**Task requirements**: Would you output the entries below only from the line containing "if col + 1 <" through the line containing "take the next", exactly as they stand and with both ends included?

**Data for processing**:
____

//! Fixed timestep simulation tick
//!
//! One call advances the session by one frame (1/FPS seconds). Player input
//! for the frame is applied first, then the current phase is stepped.

use glam::Vec2;

use super::ball::BallFate;
use super::state::{GameEvent, GamePhase, GameState};
use crate::consts::*;

/// Pointer events for line drawing, in arrival order
#[derive(Debug, Clone, Copy, PartialEq)]
pub enum StrokeEvent {
    /// Button pressed: start a stroke at this point
    Start(Vec2),
    /// Drag: extend the stroke
    Move(Vec2),
    /// Button released: commit the stroke
    End,
}

/// Input commands for a single tick (deterministic)
#[derive(Debug, Clone, Default)]
pub struct TickInput {
    /// Pause toggle
    pub pause: bool,
    /// Restart the level (or the whole game once it has ended)
    pub restart: bool,
    /// Drawing events since the last tick
    pub strokes: Vec<StrokeEvent>,
    /// Erase the line passing near this point
    pub remove_at: Option<Vec2>,
}

/// Advance the game state by one frame
pub fn tick(state: &mut GameState, input: &TickInput) {
    state.events.clear();
    apply_input(state, input);
    state.time_ticks += 1;

    match state.phase {
        GamePhase::Running => tick_running(state),
        GamePhase::LevelCompletionAnimation => tick_completion_animation(state),
        GamePhase::LevelComplete => state.advance_level(),
        GamePhase::GameEnded => state.canvas.clear(),
        GamePhase::Paused | GamePhase::LevelTimeUp => {}
    }
}

fn apply_input(state: &mut GameState, input: &TickInput) {
    let animating = state.phase == GamePhase::LevelCompletionAnimation;

    if input.pause && !animating {
        state.toggle_pause();
    }
    if input.restart && !animating {
        state.restart();
    }

    for event in &input.strokes {
        let can_draw = matches!(state.phase, GamePhase::Running | GamePhase::Paused);
        match *event {
            StrokeEvent::Start(point) if can_draw => state.canvas.begin_stroke(point),
            StrokeEvent::Move(point) if can_draw => state.canvas.extend_stroke(point),
            StrokeEvent::End => {
                state.canvas.end_stroke();
            }
            _ => {}
        }
    }

    if let Some(point) = input.remove_at {
        if state.canvas.remove_near(point) {
            log::debug!("Removed line near ({:.0}, {:.0})", point.x, point.y);
        }
    }
}

fn tick_running(state: &mut GameState) {
    // Nothing left to play: cash in the remaining time
    if state.balls.is_empty() && state.ctx.queue.is_empty() {
        log::info!(
            "Level {} cleared with {}s left",
            state.level_index + 1,
            state.level_time
        );
        state.walk = Default::default();
        state.phase = GamePhase::LevelCompletionAnimation;
        return;
    }

    // Timers. Untimed levels only run the conveyor clock.
    if state.time_limited {
        state.level_frames = state.level_frames.saturating_sub(1);
        state.level_time = state.level_frames / FPS;
    }
    state.conveyor.countdown();
    if state.time_limited && state.level_frames == 0 {
        log::info!("Level {} timed out", state.level_index + 1);
        state.phase = GamePhase::LevelTimeUp;
        state.events.push(GameEvent::TimeUp);
    }

    // Balls: board interaction, then movement. Captured balls leave play.
    let board = &state.board;
    let ctx = &mut state.ctx;
    let events = &mut state.events;
    state.balls.retain_mut(|ball| {
        let fate = ball.resolve_adjacency(board, ctx);
        ball.update();
        match fate {
            BallFate::Alive => true,
            BallFate::Captured(outcome) => {
                events.push(GameEvent::BallCaptured {
                    id: ball.id,
                    color: ball.color,
                    outcome,
                });
                false
            }
        }
    });

    // Conveyor
    let id = state.next_id;
    if let Some(ball) = state.conveyor.spawn_if_due(
        &mut state.ctx.queue,
        state.board.spawners(),
        &mut state.rng,
        id,
    ) {
        state.next_id += 1;
        log::debug!("Spawned {} ball {} at {:?}", ball.color, ball.id, ball.pos);
        state.events.push(GameEvent::BallSpawned {
            id: ball.id,
            color: ball.color,
        });
        state.balls.push(ball);
    }

    // Ink lines
    if state.phase == GamePhase::Running {
        let count = state.canvas.collide_balls(&mut state.balls);
        if count > 0 {
            state.events.push(GameEvent::LinesConsumed { count });
        }
    }
}

fn tick_completion_animation(state: &mut GameState) {
    if state.level_time == 0 {
        log::info!(
            "Level {} complete, score {}",
            state.level_index + 1,
            state.ctx.score
        );
        state.phase = GamePhase::LevelComplete;
        state.events.push(GameEvent::LevelCompleted {
            level: state.level_index,
        });
        return;
    }

    if state.walk.step_pending {
        state.completion_step();
    }
    state.walk.step_pending = !state.walk.step_pending;
}
//! Level layout parsing
//!
//! A layout is up to 18 text rows. Each character addresses the column with
//! the same index; two-character tiles (`V`, `Z`, `H`, `B` + color digit)
//! consume the following column too.
//!
//! | chars | tile |
//! |-------|------|
//! | `X`   | grey wall |
//! | `1`-`4` | colored wall |
//! | `V<d>` | vertical restricted wall |
//! | `Z<d>` | horizontal restricted wall |
//! | `H<d>` | hole (top-left cell of a 2x2 block) |
//! | `B<d>` | ball placed on this cell |
//! | `S`   | spawner |
//!
//! Anything else is an empty cell. Rows and columns past 18 are ignored.

use std::path::PathBuf;

use glam::Vec2;

use super::board::{Board, Orientation};
use super::color::{Color, ColorError};
use crate::cell_center;
use crate::consts::BOARD_SIZE;

/// Fatal layout problems: the source could not be read at all
#[derive(Debug, thiserror::Error)]
pub enum LayoutError {
    #[error("failed to read layout {path}: {source}")]
    Io {
        path: PathBuf,
        #[source]
        source: std::io::Error,
    },
}

/// Recoverable layout problems; the offending tile is left empty
#[derive(Debug, Clone, PartialEq, Eq, thiserror::Error)]
pub enum LayoutWarning {
    #[error("row {row}, column {col}: '{marker}' has no color code")]
    MissingColorCode { row: usize, col: usize, marker: char },
    #[error("row {row}, column {col}: '{marker}' has invalid color code: {error}")]
    InvalidColorCode {
        row: usize,
        col: usize,
        marker: char,
        error: ColorError,
    },
    #[error("row {row}, column {col}: hole footprint extends past the board")]
    HoleClipped { row: usize, col: usize },
}

/// Where a level's layout text comes from
#[derive(Debug, Clone, PartialEq, Eq)]
pub enum LayoutSource {
    Inline(String),
    File(PathBuf),
}

impl LayoutSource {
    pub fn read(&self) -> Result<String, LayoutError> {
        match self {
            LayoutSource::Inline(text) => Ok(text.clone()),
            LayoutSource::File(path) => {
                std::fs::read_to_string(path).map_err(|source| LayoutError::Io {
                    path: path.clone(),
                    source,
                })
            }
        }
    }
}

/// Result of a successful parse, possibly with warnings
#[derive(Debug, Clone, Default)]
pub struct ParsedLayout {
    pub board: Board,
    /// Balls pre-placed on the board (center, color)
    pub balls: Vec<(Vec2, Color)>,
    pub warnings: Vec<LayoutWarning>,
}

/// Read and parse a layout
pub fn load_layout(source: &LayoutSource) -> Result<ParsedLayout, LayoutError> {
    let text = source.read()?;
    Ok(parse_layout(&text))
}

/// Parse layout text. Never fails; problems are reported as warnings.
pub fn parse_layout(text: &str) -> ParsedLayout {
    let mut parsed = ParsedLayout::default();
    for (row, line) in text.lines().take(BOARD_SIZE).enumerate() {
        let chars: Vec<char> = line.chars().collect();
        parse_row(&mut parsed, row, &chars);
    }
    parsed
}

fn parse_row(parsed: &mut ParsedLayout, row: usize, chars: &[char]) {
    let mut col = 0;
    while col < BOARD_SIZE && col < chars.len() {
        let marker = chars[col];
        match marker {
            'X' => {
                parsed.board.place_wall(row, col, Color::Grey);
            }
            '1'..='4' => {
                if let Ok(color) = Color::from_digit(marker) {
                    parsed.board.place_wall(row, col, color);
                }
            }
            'V' | 'H' | 'B' => {
                if let Some(color) = color_code(parsed, row, col, marker, chars.get(col + 1)) {
                    match marker {
                        'V' => {
                            parsed.board.place_restricted_wall(
                                row,
                                col,
                                color,
                                Orientation::Vertical,
                            );
                        }
                        'H' => {
                            let (_, placed) = parsed.board.place_hole(row, col, color);
                            if placed < 4 {
                                log::warn!("Hole at row {row}, column {col} is clipped by the board edge");
                                parsed.warnings.push(LayoutWarning::HoleClipped { row, col });
                            }
                        }
                        _ => parsed.balls.push((cell_center(row, col), color)),
                    }
                }
                // The color digit occupies the next column
                if col + 1 < chars.len() {
                    col += 1;
                }
            }
            'Z' => {
                // The color normally follows directly; otherwise take the next
                // digit further along the row without consuming anything.
                let adjacent = chars.get(col + 1).is_some_and(|c| c.is_ascii_digit());
                let code = if adjacent {
                    chars.get(col + 1)
                } else {
                    chars[col + 1..].iter().find(|c| c.is_ascii_digit())
                };
                if let Some(color) = color_code(parsed, row, col, marker, code) {
                    parsed.board.place_restricted_wall(
                        row,
                        col,
                        color,
                        Orientation::Horizontal,
                    );
                }
                if adjacent {
                    col += 1;
                }
            }
            'S' => {
                parsed.board.place_spawner(row, col);
            }
            // Spaces and unknown characters leave the cell as is
            _ => {}
        }
        col += 1;
    }
}

/// Decode the color digit of a two-character tile, recording a warning on failure
fn color_code(
    parsed: &mut ParsedLayout,
    row: usize,
    col: usize,
    marker: char,
    code: Option<&char>,
) -> Option<Color> {
    let Some(&code) = code else {
        log::warn!("Layout row {row}, column {col}: '{marker}' has no color code");
        parsed
            .warnings
            .push(LayoutWarning::MissingColorCode { row, col, marker });
        return None;
    };
    match Color::from_digit(code) {
        Ok(color) => Some(color),
        Err(error) => {
            log::warn!("Layout row {row}, column {col}: '{marker}{code}' is not a valid tile");
            parsed.warnings.push(LayoutWarning::InvalidColorCode {
                row,
                col,
                marker,
                error,
            });
            None
        }
    }
}
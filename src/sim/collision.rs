//! Collision response for walls and holes
//!
//! Walls are axis-aligned boxes: the ball is pushed out along the axis of
//! least penetration and that velocity component is flipped. Holes pull the
//! ball in and capture it once its center is close enough.

use glam::Vec2;

use super::ball::Ball;
use super::board::{Hole, RestrictedWall, Wall};
use super::context::{CaptureOutcome, SimContext};
use super::geometry::Aabb;
use crate::consts::*;

/// Result of a wall bounce
#[derive(Debug, Clone, Copy, PartialEq)]
pub struct WallContact {
    /// Unit normal of the face that was hit (pointing toward the ball)
    pub normal: Vec2,
    /// Distance the ball was pushed out
    pub penetration: f32,
}

/// Does the ball's bounding square overlap the wall box?
pub fn wall_overlaps_ball(bounds: &Aabb, ball_pos: Vec2) -> bool {
    let ball_box = Aabb::from_center(ball_pos, Vec2::splat(BALL_RADIUS));
    bounds.overlaps(&ball_box)
}

/// Push the ball out of `bounds` along the shallower axis and flip that velocity component
///
/// Returns `None` if the ball has already bounced off a wall this tick.
fn separate(ball: &mut Ball, bounds: &Aabb) -> Option<WallContact> {
    if ball.colliding {
        return None;
    }
    ball.colliding = true;

    // Penetration from each side
    let overlap_left = (ball.pos.x + BALL_RADIUS) - bounds.min.x;
    let overlap_right = bounds.max.x - (ball.pos.x - BALL_RADIUS);
    let overlap_top = (ball.pos.y + BALL_RADIUS) - bounds.min.y;
    let overlap_bottom = bounds.max.y - (ball.pos.y - BALL_RADIUS);

    let min_overlap_x = overlap_left.min(overlap_right);
    let min_overlap_y = overlap_top.min(overlap_bottom);

    let contact = if min_overlap_x < min_overlap_y {
        ball.vel.x = -ball.vel.x;
        if overlap_left < overlap_right {
            ball.pos.x -= overlap_left;
            WallContact {
                normal: Vec2::NEG_X,
                penetration: overlap_left,
            }
        } else {
            ball.pos.x += overlap_right;
            WallContact {
                normal: Vec2::X,
                penetration: overlap_right,
            }
        }
    } else {
        ball.vel.y = -ball.vel.y;
        if overlap_top < overlap_bottom {
            ball.pos.y -= overlap_top;
            WallContact {
                normal: Vec2::NEG_Y,
                penetration: overlap_top,
            }
        } else {
            ball.pos.y += overlap_bottom;
            WallContact {
                normal: Vec2::Y,
                penetration: overlap_bottom,
            }
        }
    };
    Some(contact)
}

/// Bounce off a plain wall; colored walls paint the ball
pub fn resolve_wall(ball: &mut Ball, wall: &Wall) -> Option<WallContact> {
    let contact = separate(ball, &wall.bounds)?;
    if !wall.color.is_neutral() {
        ball.color = wall.color;
    }
    Some(contact)
}

/// Bounce off a restricted wall unless the ball may pass; never recolors
pub fn resolve_restricted_wall(ball: &mut Ball, wall: &RestrictedWall) -> Option<WallContact> {
    if wall.lets_through(ball.color) {
        return None;
    }
    separate(ball, &wall.wall.bounds)
}

/// Pull a ball toward a hole and capture it if its center is close enough
///
/// `distance` is the ball-to-hole distance; callers only invoke this inside
/// the attraction radius. The pull is applied before the capture check.
pub fn attract_and_capture(
    ball: &mut Ball,
    hole: &Hole,
    distance: f32,
    ctx: &mut SimContext,
) -> Option<CaptureOutcome> {
    if distance != 0.0 {
        let pull = (hole.center - ball.pos) * (ATTRACTION_RADIUS / distance * ATTRACTION_STRENGTH);
        ball.vel += pull;
    }

    let offset = (ball.pos - hole.center).abs();
    if offset.x < BALL_RADIUS && offset.y < BALL_RADIUS {
        Some(ctx.capture(ball.color, hole.color))
    } else {
        None
    }
}
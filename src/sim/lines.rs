//! Player-drawn ink lines
//!
//! A stroke is built point by point while the player drags and committed on
//! release. A committed line reflects the first ball that touches it and is
//! consumed by the hit.

use glam::Vec2;
use serde::{Deserialize, Serialize};

use super::ball::Ball;
use super::geometry::distance_point_to_segment;
use crate::consts::LINE_REMOVAL_TOLERANCE;

/// A committed polyline
#[derive(Debug, Clone, PartialEq, Serialize, Deserialize)]
pub struct DrawnLine {
    pub points: Vec<Vec2>,
}

impl DrawnLine {
    /// Consecutive point pairs
    pub fn segments(&self) -> impl Iterator<Item = (Vec2, Vec2)> + '_ {
        self.points.windows(2).map(|w| (w[0], w[1]))
    }

    /// Is any segment closer than `tolerance` to `point`?
    pub fn is_near(&self, point: Vec2, tolerance: f32) -> bool {
        self.segments()
            .any(|(a, b)| distance_point_to_segment(point, a, b) < tolerance)
    }
}

/// All committed lines plus the stroke in progress
#[derive(Debug, Clone, Default, PartialEq, Serialize, Deserialize)]
pub struct LineCanvas {
    pub lines: Vec<DrawnLine>,
    stroke: Option<Vec<Vec2>>,
}

impl LineCanvas {
    pub fn new() -> Self {
        Self::default()
    }

    pub fn is_drawing(&self) -> bool {
        self.stroke.is_some()
    }

    /// Start a new stroke, discarding any unfinished one
    pub fn begin_stroke(&mut self, point: Vec2) {
        self.stroke = Some(vec![point]);
    }

    /// Append a point to the active stroke (ignored when not drawing)
    pub fn extend_stroke(&mut self, point: Vec2) {
        if let Some(stroke) = self.stroke.as_mut() {
            stroke.push(point);
        }
    }

    /// Commit the active stroke. Strokes with fewer than two points are dropped.
    pub fn end_stroke(&mut self) -> bool {
        match self.stroke.take() {
            Some(points) if points.len() >= 2 => {
                self.lines.push(DrawnLine { points });
                true
            }
            _ => false,
        }
    }

    /// Points of the stroke being drawn, if any
    pub fn current_stroke(&self) -> Option<&[Vec2]> {
        self.stroke.as_deref()
    }

    /// Remove the first line (in drawing order) passing near `point`
    pub fn remove_near(&mut self, point: Vec2) -> bool {
        match self
            .lines
            .iter()
            .position(|line| line.is_near(point, LINE_REMOVAL_TOLERANCE))
        {
            Some(index) => {
                self.lines.remove(index);
                true
            }
            None => false,
        }
    }

    /// Reflect balls off lines and remove every line that was hit
    ///
    /// Each segment reflects at most one ball (the first in list order whose
    /// next position touches it). Returns the number of lines consumed.
    pub fn collide_balls(&mut self, balls: &mut [Ball]) -> usize {
        let before = self.lines.len();
        self.lines.retain(|line| {
            let mut hit = false;
            for (a, b) in line.segments() {
                if balls.iter_mut().any(|ball| ball.collide_with_segment(a, b)) {
                    hit = true;
                }
            }
            !hit
        });
        before - self.lines.len()
    }

    /// Drop all lines and any stroke in progress
    pub fn clear(&mut self) {
        self.lines.clear();
        self.stroke = None;
    }
}
//! Inkball - a grid-based marble puzzle engine
//!
//! Core modules:
//! - `sim`: Deterministic simulation (board, balls, collisions, level state machine)
//! - `config`: Data-driven level list and score tables (JSON)
//!
//! Rendering, asset loading and raw input capture live outside this crate; they
//! feed [`sim::TickInput`] in and read [`sim::Snapshot`] out between ticks.

pub mod config;
pub mod sim;

pub use config::{ConfigError, GameConfig, LevelConfig};

use glam::Vec2;

/// Game configuration constants
pub mod consts {
    /// Simulation rate (ticks per second). Level timers count in these frames.
    pub const FPS: u32 = 30;

    /// Grid dimensions
    pub const CELL_SIZE: f32 = 32.0;
    pub const BOARD_SIZE: usize = 18;
    /// Playfield edge length (square board)
    pub const BOARD_WIDTH: f32 = CELL_SIZE * BOARD_SIZE as f32;

    /// Half extent of a generic tile (wall, spawner)
    pub const TILE_HALF_SIZE: f32 = 16.0;
    /// Half extent of a hole; holes cover a 2x2 block of cells
    pub const HOLE_HALF_SIZE: f32 = 32.0;
    /// Restricted walls are inset this much on each side of their thin axis
    pub const RESTRICTED_WALL_INSET: f32 = 11.0;

    /// Ball defaults
    pub const BALL_RADIUS: f32 = 12.0;
    /// Per-axis speed of a freshly spawned ball (sign is random)
    pub const SPAWN_SPEED: f32 = 2.0;

    /// Holes pull balls within this distance of their center
    pub const ATTRACTION_RADIUS: f32 = 32.0;
    /// Scale of the attraction impulse (k)
    pub const ATTRACTION_STRENGTH: f32 = 0.01;

    /// A removal click must land closer than this to a line segment
    pub const LINE_REMOVAL_TOLERANCE: f32 = 5.0;
    /// Number of queued balls shown on the conveyor
    pub const QUEUE_PREVIEW_LEN: usize = 5;
}

/// Center of the grid cell at (row, col)
#[inline]
pub fn cell_center(row: usize, col: usize) -> Vec2 {
    use consts::CELL_SIZE;
    Vec2::new(
        col as f32 * CELL_SIZE + CELL_SIZE / 2.0,
        row as f32 * CELL_SIZE + CELL_SIZE / 2.0,
    )
}

/// Grid (row, col) containing a world position, or `None` off the board
#[inline]
pub fn grid_position(pos: Vec2) -> Option<(usize, usize)> {
    use consts::{BOARD_SIZE, CELL_SIZE};
    // Truncation toward zero, so -0.5 maps to row 0 like integer division
    let row = (pos.y / CELL_SIZE) as i64;
    let col = (pos.x / CELL_SIZE) as i64;
    let max = BOARD_SIZE as i64 - 1;
    if pos.x.is_nan() || pos.y.is_nan() || row < 0 || col < 0 || row > max || col > max {
        None
    } else {
        Some((row as usize, col as usize))
    }
}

____

**Result for this task**:
                if col + 1 < chars.len() {
                    col += 1;
                }
            }
            'Z' => {
                // The color normally follows directly; otherwise take the next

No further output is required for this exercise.